» About this exercise:
Of all the entries below, retype only the lines from the one with "let mut line = DynamicString::with_capacity(1);" through the one with "rest.read_line(&mut input).unwrap();", exactly as they appear.
(Exercise material)
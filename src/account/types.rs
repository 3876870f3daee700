use std::fmt;
use std::str::FromStr;

use super::AccountError;

/// Protocol spoken by a [`ServerConfig`].
#[cfg_attr(feature = "with-serde", derive(serde::Serialize, serde::Deserialize))]
#[cfg_attr(feature = "with-serde", serde(rename_all = "lowercase"))]
#[derive(Debug, Clone, Copy, PartialEq, Eq, Hash)]
pub enum Role {
    Imap,
    Pop3,
    Smtp,
}

impl Role {
    pub fn as_str(self) -> &'static str {
        match self {
            Self::Imap => "imap",
            Self::Pop3 => "pop3",
            Self::Smtp => "smtp",
        }
    }

    pub fn is_incoming(self) -> bool {
        matches!(self, Self::Imap | Self::Pop3)
    }
}

impl fmt::Display for Role {
    fn fmt(&self, f: &mut fmt::Formatter<'_>) -> fmt::Result {
        f.write_str(self.as_str())
    }
}

impl FromStr for Role {
    type Err = AccountError;

    fn from_str(s: &str) -> Result<Self, Self::Err> {
        match s.trim().to_ascii_lowercase().as_str() {
            "imap" => Ok(Self::Imap),
            "pop3" => Ok(Self::Pop3),
            "smtp" => Ok(Self::Smtp),
            other => Err(AccountError::UnknownRole(other.to_string())),
        }
    }
}

#[cfg_attr(feature = "with-serde", derive(serde::Serialize, serde::Deserialize))]
#[cfg_attr(feature = "with-serde", serde(rename_all = "lowercase"))]
#[derive(Debug, Clone, Copy, PartialEq, Eq)]
pub enum Encryption {
    None,
    Starttls,
    Ssl,
}

impl fmt::Display for Encryption {
    fn fmt(&self, f: &mut fmt::Formatter<'_>) -> fmt::Result {
        f.write_str(match self {
            Self::None => "none",
            Self::Starttls => "starttls",
            Self::Ssl => "ssl",
        })
    }
}

#[cfg_attr(feature = "with-serde", derive(serde::Serialize, serde::Deserialize))]
#[cfg_attr(feature = "with-serde", serde(rename_all = "lowercase"))]
#[derive(Debug, Clone, Copy, PartialEq, Eq)]
pub enum AuthMode {
    Plaintext,
    Encrypted,
}

impl fmt::Display for AuthMode {
    fn fmt(&self, f: &mut fmt::Formatter<'_>) -> fmt::Result {
        f.write_str(match self {
            Self::Plaintext => "plaintext",
            Self::Encrypted => "encrypted",
        })
    }
}

/// One protocol endpoint.
///
/// The role is fixed at construction. The verification flags start unset and
/// accept a single write each; later writes are ignored.
#[cfg_attr(feature = "with-serde", derive(serde::Serialize))]
#[derive(Debug, Clone, PartialEq, Eq)]
pub struct ServerConfig {
    role: Role,
    host: String,
    port: u16,
    encryption: Encryption,
    auth_mode: AuthMode,
    username: String,
    #[cfg_attr(feature = "with-serde", serde(skip_serializing_if = "Option::is_none"))]
    server_reachable: Option<bool>,
    #[cfg_attr(feature = "with-serde", serde(skip_serializing_if = "Option::is_none"))]
    login_valid: Option<bool>,
}

impl ServerConfig {
    pub fn new(
        role: Role,
        host: impl Into<String>,
        port: u16,
        encryption: Encryption,
        auth_mode: AuthMode,
        username: impl Into<String>,
    ) -> Result<Self, AccountError> {
        let host = host.into().trim().trim_end_matches('.').to_ascii_lowercase();
        if host.is_empty() {
            return Err(AccountError::invalid_server(role, "host is empty"));
        }
        if host.chars().any(|c| c.is_whitespace() || c.is_control()) {
            return Err(AccountError::invalid_server(
                role,
                format!("host '{host}' contains whitespace"),
            ));
        }
        if port == 0 {
            return Err(AccountError::invalid_server(role, "port 0 is not usable"));
        }
        Ok(Self {
            role,
            host,
            port,
            encryption,
            auth_mode,
            username: username.into(),
            server_reachable: None,
            login_valid: None,
        })
    }

    pub fn role(&self) -> Role {
        self.role
    }

    pub fn host(&self) -> &str {
        &self.host
    }

    pub fn port(&self) -> u16 {
        self.port
    }

    pub fn encryption(&self) -> Encryption {
        self.encryption
    }

    pub fn auth_mode(&self) -> AuthMode {
        self.auth_mode
    }

    pub fn username(&self) -> &str {
        &self.username
    }

    pub fn server_reachable(&self) -> Option<bool> {
        self.server_reachable
    }

    pub fn login_valid(&self) -> Option<bool> {
        self.login_valid
    }

    /// Stores the reachability verdict. Returns `false` when a verdict was
    /// already recorded.
    pub fn record_reachable(&mut self, reachable: bool) -> bool {
        if self.server_reachable.is_some() {
            return false;
        }
        self.server_reachable = Some(reachable);
        true
    }

    /// Stores the login verdict. Returns `false` when a verdict was already
    /// recorded.
    pub fn record_login(&mut self, valid: bool) -> bool {
        if self.login_valid.is_some() {
            return false;
        }
        self.login_valid = Some(valid);
        true
    }

    pub(crate) fn fill_username(&mut self, fallback: &str) {
        if self.username.trim().is_empty() {
            self.username = fallback.to_string();
        }
    }
}

/// Canonical discovery result: at most one incoming and one outgoing endpoint.
#[cfg_attr(feature = "with-serde", derive(serde::Serialize))]
#[derive(Debug, Clone, PartialEq, Eq)]
pub struct MailAccountConfig {
    display_name: Option<String>,
    incoming: Option<ServerConfig>,
    outgoing: Option<ServerConfig>,
}

impl MailAccountConfig {
    pub fn new(
        display_name: Option<String>,
        incoming: Option<ServerConfig>,
        outgoing: Option<ServerConfig>,
    ) -> Result<Self, AccountError> {
        if let Some(server) = &incoming {
            if !server.role().is_incoming() {
                return Err(AccountError::RoleMismatch {
                    slot: "incoming",
                    role: server.role(),
                });
            }
        }
        if let Some(server) = &outgoing {
            if server.role() != Role::Smtp {
                return Err(AccountError::RoleMismatch {
                    slot: "outgoing",
                    role: server.role(),
                });
            }
        }
        let display_name = display_name
            .map(|name| name.trim().to_string())
            .filter(|name| !name.is_empty());
        Ok(Self {
            display_name,
            incoming,
            outgoing,
        })
    }

    pub fn display_name(&self) -> Option<&str> {
        self.display_name.as_deref()
    }

    pub fn incoming(&self) -> Option<&ServerConfig> {
        self.incoming.as_ref()
    }

    pub fn outgoing(&self) -> Option<&ServerConfig> {
        self.outgoing.as_ref()
    }

    pub fn incoming_mut(&mut self) -> Option<&mut ServerConfig> {
        self.incoming.as_mut()
    }

    pub fn outgoing_mut(&mut self) -> Option<&mut ServerConfig> {
        self.outgoing.as_mut()
    }

    pub fn is_empty(&self) -> bool {
        self.incoming.is_none() && self.outgoing.is_none()
    }

    pub(crate) fn fill_usernames(&mut self, email: &str) {
        if let Some(server) = self.incoming.as_mut() {
            server.fill_username(email);
        }
        if let Some(server) = self.outgoing.as_mut() {
            server.fill_username(email);
        }
    }
}
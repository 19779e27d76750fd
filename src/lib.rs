//! dynstr - 容量を手動で制御できる動的文字列
//!
//! 終端文字付きの可変長バイト文字列と、それを使った行の並び替えデモ

// コアモジュール
pub mod error;
pub mod logging;
pub mod config;

// データ層
pub mod buffer;

// アプリケーション層
pub mod sort;

// 公開API
pub use buffer::{BufferOrdering, DynamicString, ReverseCaseInsensitive};
pub use error::{DynStrError, Result};
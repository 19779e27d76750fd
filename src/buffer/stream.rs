//! ストリームへの入出力

use super::dynamic_string::SENTINEL;
use super::DynamicString;
use std::fmt;
use std::io::{self, BufRead, ErrorKind, Write};

const LINE_SEPARATOR: u8 = b'\n';
const CARRIAGE_RETURN: u8 = b'\r';

impl DynamicString {
    /// 内容をそのまま書き出す（空洞状態なら何も書かない）
    pub fn write_to<W: Write + ?Sized>(&self, writer: &mut W) -> io::Result<()> {
        writer.write_all(self.as_bytes())
    }

    /// 改行までの1行を読み込み、末尾に追加する
    ///
    /// 改行（直前の `\r` を含む）は消費されるが内容には含めない。
    /// 消費したバイト数を返し、入力の終端では 0 を返す。
    /// 終端文字は内容に保持できないため読み飛ばす。
    pub fn read_line<R: BufRead + ?Sized>(&mut self, reader: &mut R) -> io::Result<usize> {
        let start = self.len();
        let mut consumed = 0;

        loop {
            let (used, found_separator) = {
                let available = match reader.fill_buf() {
                    Ok(available) => available,
                    Err(error) if error.kind() == ErrorKind::Interrupted => continue,
                    Err(error) => return Err(error),
                };
                if available.is_empty() {
                    return Ok(consumed);
                }

                let (line, used, found_separator) =
                    match available.iter().position(|&byte| byte == LINE_SEPARATOR) {
                        Some(end) => (&available[..end], end + 1, true),
                        None => (available, available.len(), false),
                    };

                self.push_skipping_sentinel(line);

                (used, found_separator)
            };

            reader.consume(used);
            consumed += used;

            if found_separator {
                if self.len() > start && self.as_bytes().last() == Some(&CARRIAGE_RETURN) {
                    self.remove(self.len() - 1);
                }
                return Ok(consumed);
            }
        }
    }

    /// 終端文字を読み飛ばしながら末尾に追加
    pub(super) fn push_skipping_sentinel(&mut self, bytes: &[u8]) {
        for &byte in bytes.iter().filter(|&&byte| byte != SENTINEL) {
            self.push(byte);
        }
    }
}

impl fmt::Display for DynamicString {
    fn fmt(&self, f: &mut fmt::Formatter<'_>) -> fmt::Result {
        fmt::Display::fmt(&String::from_utf8_lossy(self.as_bytes()), f)
    }
}

impl fmt::Write for DynamicString {
    fn write_str(&mut self, s: &str) -> fmt::Result {
        self.push_skipping_sentinel(s.as_bytes());
        Ok(())
    }
}

#[cfg(test)]
mod tests {
    use super::*;
    use std::fmt::Write as _;
    use std::io::{BufReader, Cursor};

    #[test]
    fn test_write_to_stream() {
        let mut output = Vec::new();
        DynamicString::from("Hello").write_to(&mut output).unwrap();
        DynamicString::hollow().write_to(&mut output).unwrap();
        assert_eq!(output, b"Hello");
    }

    #[test]
    fn test_display() {
        assert_eq!(DynamicString::from("Hello").to_string(), "Hello");
        assert_eq!(DynamicString::hollow().to_string(), "");
        assert_eq!(format!("[{:>6}]", DynamicString::from("ab")), "[    ab]");
    }

    #[test]
    fn test_read_lines_until_separator() {
        let mut input = Cursor::new("first line\nsecond\n\nlast");

        let mut first = DynamicString::new();
        assert_eq!(first.read_line(&mut input).unwrap(), 11);
        assert_eq!(first, "first line");

        let mut second = DynamicString::new();
        assert_eq!(second.read_line(&mut input).unwrap(), 7);
        assert_eq!(second, "second");

        let mut empty = DynamicString::new();
        assert_eq!(empty.read_line(&mut input).unwrap(), 1);
        assert!(empty.is_empty());

        let mut last = DynamicString::new();
        assert_eq!(last.read_line(&mut input).unwrap(), 4);
        assert_eq!(last, "last");

        let mut end = DynamicString::new();
        assert_eq!(end.read_line(&mut input).unwrap(), 0);
        assert!(end.is_empty());
    }

    #[test]
    fn test_read_line_across_small_chunks() {
        let mut input = BufReader::with_capacity(2, Cursor::new("abcdefg\nrest"));
        let mut line = DynamicString::with_capacity(1);
        assert_eq!(line.read_line(&mut input).unwrap(), 8);
        assert_eq!(line, "abcdefg");
        assert!(line.capacity() >= 7);

        let mut rest = DynamicString::new();
        rest.read_line(&mut input).unwrap();
        assert_eq!(rest, "rest");
    }

    #[test]
    fn test_read_line_appends_and_skips_sentinel() {
        let mut input = Cursor::new(b"b\0c\n".to_vec());
        let mut line = DynamicString::from("a");
        line.read_line(&mut input).unwrap();
        assert_eq!(line, "abc");
    }

    #[test]
    fn test_read_line_strips_carriage_return() {
        let mut input = Cursor::new("dos line\r\n\r\nkeep\rme\n");

        let mut first = DynamicString::new();
        assert_eq!(first.read_line(&mut input).unwrap(), 10);
        assert_eq!(first, "dos line");

        let mut blank = DynamicString::new();
        assert_eq!(blank.read_line(&mut input).unwrap(), 2);
        assert!(blank.is_empty());

        let mut inner = DynamicString::new();
        inner.read_line(&mut input).unwrap();
        assert_eq!(inner, "keep\rme");
    }

    #[test]
    fn test_read_line_carriage_return_split_across_chunks() {
        let mut input = BufReader::with_capacity(3, Cursor::new("ab\r\ncd"));
        let mut line = DynamicString::new();
        assert_eq!(line.read_line(&mut input).unwrap(), 4);
        assert_eq!(line, "ab");
    }

    #[test]
    fn test_read_line_keeps_existing_carriage_return() {
        let mut input = Cursor::new("\n");
        let mut line = DynamicString::from("x\r");
        line.read_line(&mut input).unwrap();
        assert_eq!(line, "x\r");
    }

    #[test]
    fn test_fmt_write() {
        let mut string = DynamicString::new();
        write!(string, "{}-{}", 4, "two").unwrap();
        assert_eq!(string, "4-two");
    }

    #[test]
    fn test_fmt_write_skips_sentinel() {
        let mut string = DynamicString::new();
        write!(string, "{}{}", "a\0b", "c").unwrap();
        assert_eq!(string, "abc");
    }
}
(End Exercise material)
» Completed exercise:
        let mut line = DynamicString::with_capacity(1);
        assert_eq!(line.read_line(&mut input).unwrap(), 8);
        assert_eq!(line, "abcdefg");
        assert!(line.capacity() >= 7);

        let mut rest = DynamicString::new();
        rest.read_line(&mut input).unwrap();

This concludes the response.